BALTIMOE — Buck Showalter did his best to savor the moment after he took the ball from his starting pitcher in the eighth inning.
The Orioles manager certainly recognized the scene. He sent 25-year-old Mike Wright to the mound Sunday for his major-league debut, sent him out to face Mike Trout and Albert Pujols and the rest of the Los Angeles Angels.
Sent him out there to try and hold down a potentially dangerous lineup in hopes that Wright could keep his team in the game. And maybe, just maybe, the Orioles could snap out of their offensive funk and start making something out of an otherwise middling May.
Wright did his part by tossing 7 1-3 scoreless innings with no walks and six strikeouts. So when Showalter came for him in the eighth, after Wright gave up a one-out single in a 1-0 game, it was time.
Time to go get his rookie right-hander after 90 pitches. Time to let Wright come down from the hill and head for the dugout while 41,733 fans at Camden Yards, mostly in orange, stood and cheered his performance.
The time, and perhaps the timing, couldn't have been better.
Wright said all the right things after the game, about soaking in the ovation he got from the crowd and wanting to hug his family and friends who came out to support him. Maybe it will be some time before the 6-foot-6 fireballer really understands the importance of his outing.
(No doubt he'll be telling his kids, and maybe their kids, that his first major-league strikeout came against Trout on a 97-mph fastball.)
The Orioles are hoping it means a whole lot more than just a win in Wright's first big-league outing.
They're in desperate need of quality starting pitching, and until the weekend they hadn't gotten enough of it to stay in the AL East mix. Even with Ubaldo Jimenez's seven strong innings Saturday night, the Birds lost for the eighth time in 11 games and fell to 0-12 when they score less than four runs.
No more oh-fers there, at least.
Adam Jones gave Wright and his fellow pitchers some insurance runs Sunday with a two-run double in the eighth, and Zach Britton posted his eighth save despite having to face the potential tying run in the ninth (he struck out Johnny Giavotella with runners on first and second to end the game).

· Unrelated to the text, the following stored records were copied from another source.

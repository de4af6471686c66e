//! Transport implementations for the exo connection layer.
//!
//! Provides:
//! - Primary frame protocol (event/ack/heartbeat)
//! - `FramedTransport` - primary client channel
//! - `RawSocketTransport` - fallback client channel
//! - Backend endpoints for both (feature: server)
//! - Scripted transport for tests (feature: mock)

pub mod framed;
pub mod protocol;
pub mod websocket;

#[cfg(feature = "server")]
pub mod server;

#[cfg(feature = "mock")]
pub mod mock;

pub use framed::{FramedConfig, FramedTransport};
pub use protocol::{ClientFrame, ServerFrame};
pub use websocket::{RawSocketConfig, RawSocketTransport};
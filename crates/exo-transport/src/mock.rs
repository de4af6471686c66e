//! Scripted in-memory transport for tests (feature: mock).
//!
//! Each `open` consumes the next [`Step`] of the plan (or the default step
//! once the plan runs out). Tests drive the live channel from outside:
//! inject inbound frames, drop the connection, and inspect what was sent
//! and how many channels their owner closed.

use std::{
    collections::VecDeque,
    sync::{
        Arc, Mutex,
        atomic::{AtomicUsize, Ordering},
    },
    time::Duration,
};

use exo_core::{Address, Channel, ChannelIo, Envelope, Transport, TransportKind};
use tokio::sync::mpsc;

/// What one open attempt does.
#[derive(Debug, Clone)]
pub enum Step {
    /// Report `Opened` after the delay.
    Open(Duration),
    /// Report an error after the delay.
    Fail(Duration),
    /// Never open; only cancellation ends the attempt.
    Hang,
}

enum Control {
    Inject(Envelope),
    InjectRaw(String),
    Drop(String),
}

#[derive(Default)]
struct Shared {
    plan: Mutex<VecDeque<Step>>,
    sent: Mutex<Vec<Envelope>>,
    live: Mutex<Option<mpsc::UnboundedSender<Control>>>,
    attempts: AtomicUsize,
    closed: AtomicUsize,
}

/// Counts the channel as closed by its owner when dropped, unless the
/// script ended it first. Dropping covers aborted attempts too.
struct CloseWatch {
    shared: Arc<Shared>,
    scripted_end: bool,
}

impl Drop for CloseWatch {
    fn drop(&mut self) {
        if !self.scripted_end {
            self.shared.closed.fetch_add(1, Ordering::SeqCst);
        }
    }
}

/// Transport whose behaviour is scripted by the test.
#[derive(Clone)]
pub struct MockTransport {
    kind: TransportKind,
    default_step: Step,
    shared: Arc<Shared>,
}

impl MockTransport {
    /// A transport that opens immediately on every attempt.
    #[must_use]
    pub fn new(kind: TransportKind) -> Self {
        Self {
            kind,
            default_step: Step::Open(Duration::ZERO),
            shared: Arc::default(),
        }
    }

    /// Queue steps consumed by the next attempts, in order.
    #[must_use]
    pub fn with_plan(self, steps: impl IntoIterator<Item = Step>) -> Self {
        if let Ok(mut plan) = self.shared.plan.lock() {
            plan.extend(steps);
        }
        self
    }

    /// Step used once the plan is exhausted.
    #[must_use]
    pub fn otherwise(mut self, step: Step) -> Self {
        self.default_step = step;
        self
    }

    /// Number of `open` calls so far.
    #[must_use]
    pub fn attempts(&self) -> usize {
        self.shared.attempts.load(Ordering::SeqCst)
    }

    /// Channels closed or cancelled by their owner, pending or open.
    #[must_use]
    pub fn closed(&self) -> usize {
        self.shared.closed.load(Ordering::SeqCst)
    }

    /// Envelopes that reached the wire, across all channels.
    #[must_use]
    pub fn sent(&self) -> Vec<Envelope> {
        self.shared.sent.lock().map(|s| s.clone()).unwrap_or_default()
    }

    /// Deliver an inbound envelope on the live channel.
    pub fn inject(&self, envelope: Envelope) -> bool {
        self.control(Control::Inject(envelope))
    }

    /// Deliver a raw inbound text frame on the live channel.
    pub fn inject_raw(&self, frame: impl Into<String>) -> bool {
        self.control(Control::InjectRaw(frame.into()))
    }

    /// Fail the live channel as if the socket dropped.
    pub fn drop_connection(&self, reason: impl Into<String>) -> bool {
        self.control(Control::Drop(reason.into()))
    }

    fn control(&self, msg: Control) -> bool {
        self.shared
            .live
            .lock()
            .ok()
            .and_then(|live| live.as_ref().map(|tx| tx.send(msg).is_ok()))
            .unwrap_or(false)
    }

    fn next_step(&self) -> Step {
        self.shared
            .plan
            .lock()
            .ok()
            .and_then(|mut plan| plan.pop_front())
            .unwrap_or_else(|| self.default_step.clone())
    }
}

impl Transport for MockTransport {
    fn kind(&self) -> TransportKind {
        self.kind
    }

    fn open(&self, _address: &Address) -> Channel {
        self.shared.attempts.fetch_add(1, Ordering::SeqCst);
        let step = self.next_step();
        let watch = CloseWatch {
            shared: Arc::clone(&self.shared),
            scripted_end: false,
        };
        Channel::spawn(self.kind, move |io| drive(io, step, watch))
    }
}

async fn drive(mut io: ChannelIo, step: Step, mut watch: CloseWatch) {
    let shared = Arc::clone(&watch.shared);
    match step {
        Step::Open(delay) => tokio::time::sleep(delay).await,
        Step::Fail(delay) => {
            tokio::time::sleep(delay).await;
            watch.scripted_end = true;
            io.error("scripted failure");
            return;
        }
        Step::Hang => std::future::pending::<()>().await,
    }

    let (control_tx, mut control_rx) = mpsc::unbounded_channel();
    if let Ok(mut live) = shared.live.lock() {
        *live = Some(control_tx);
    }
    if !io.opened() {
        return;
    }

    loop {
        tokio::select! {
            outbound = io.next_outbound() => {
                let Some(envelope) = outbound else {
                    io.closed("closed by client");
                    return;
                };
                if let Ok(mut sent) = shared.sent.lock() {
                    sent.push(envelope);
                }
            }
            control = control_rx.recv() => match control {
                Some(Control::Inject(envelope)) => io.frame(envelope),
                Some(Control::InjectRaw(text)) => io.frame_text(&text),
                Some(Control::Drop(reason)) => {
                    watch.scripted_end = true;
                    io.error(reason);
                    return;
                }
                None => {
                    // A newer channel of this transport took over the controls.
                    watch.scripted_end = true;
                    return;
                }
            },
        }
    }
}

"Three runs is a breakout in the last three days," said Jones, who is part of a lineup that is averaging 2.9 runs per game in May. "We haven't been scoring too many runs. You're going to grind it out. It's a long season. We're going to play our tails off, no matter what."
Orioles fans know what they're getting out of the ballclub's relievers. It's some of the starter's woes that have them scratching their heads.
Chris Tillman and Bud Norris in particular – Norris' ERA is just south of 10.00, and he's 1-4 and dealing with an illness to boot right now; Tillman, the team's ace on paper, is 2-5 with a 6.34 ERA and missed a start Sunday with back ailments.
Enter Mr. Wright, or so the Orioles hope.
"It was big. I was happy for him," Jones said. "He went out there and threw strikes. That's the thing that he has. I told after the game, 'Trust your stuff."
Predicting Wright's future with the Orioles is anyone's guess.
Could he one day become a staple in the rotation with the likes of fellow youngsters Kevin Gausman, Dylan Bundy, and Hunter Harvey? Sure. But Gausman remains in the bullpen, Bundy hasn't been sharp in Double-A Bowie, and Harvey is off seeing Dr. James Andrews (gulp) to check on a sore right elbow.
Creating dream rotations may be a little ways off. But why worry about that when the future seems to be right now?
If Wright can give the Orioles even a little of what he gave them Sunday, it might be the boost they're looking for to eclipse .500 and climb back into contention.
It's mid-May, lots of baseball left. But until the offense gets its act together, and Tillman and Norris revert to their prior forms, the Orioles need Wright to be stuck at his Sunday best.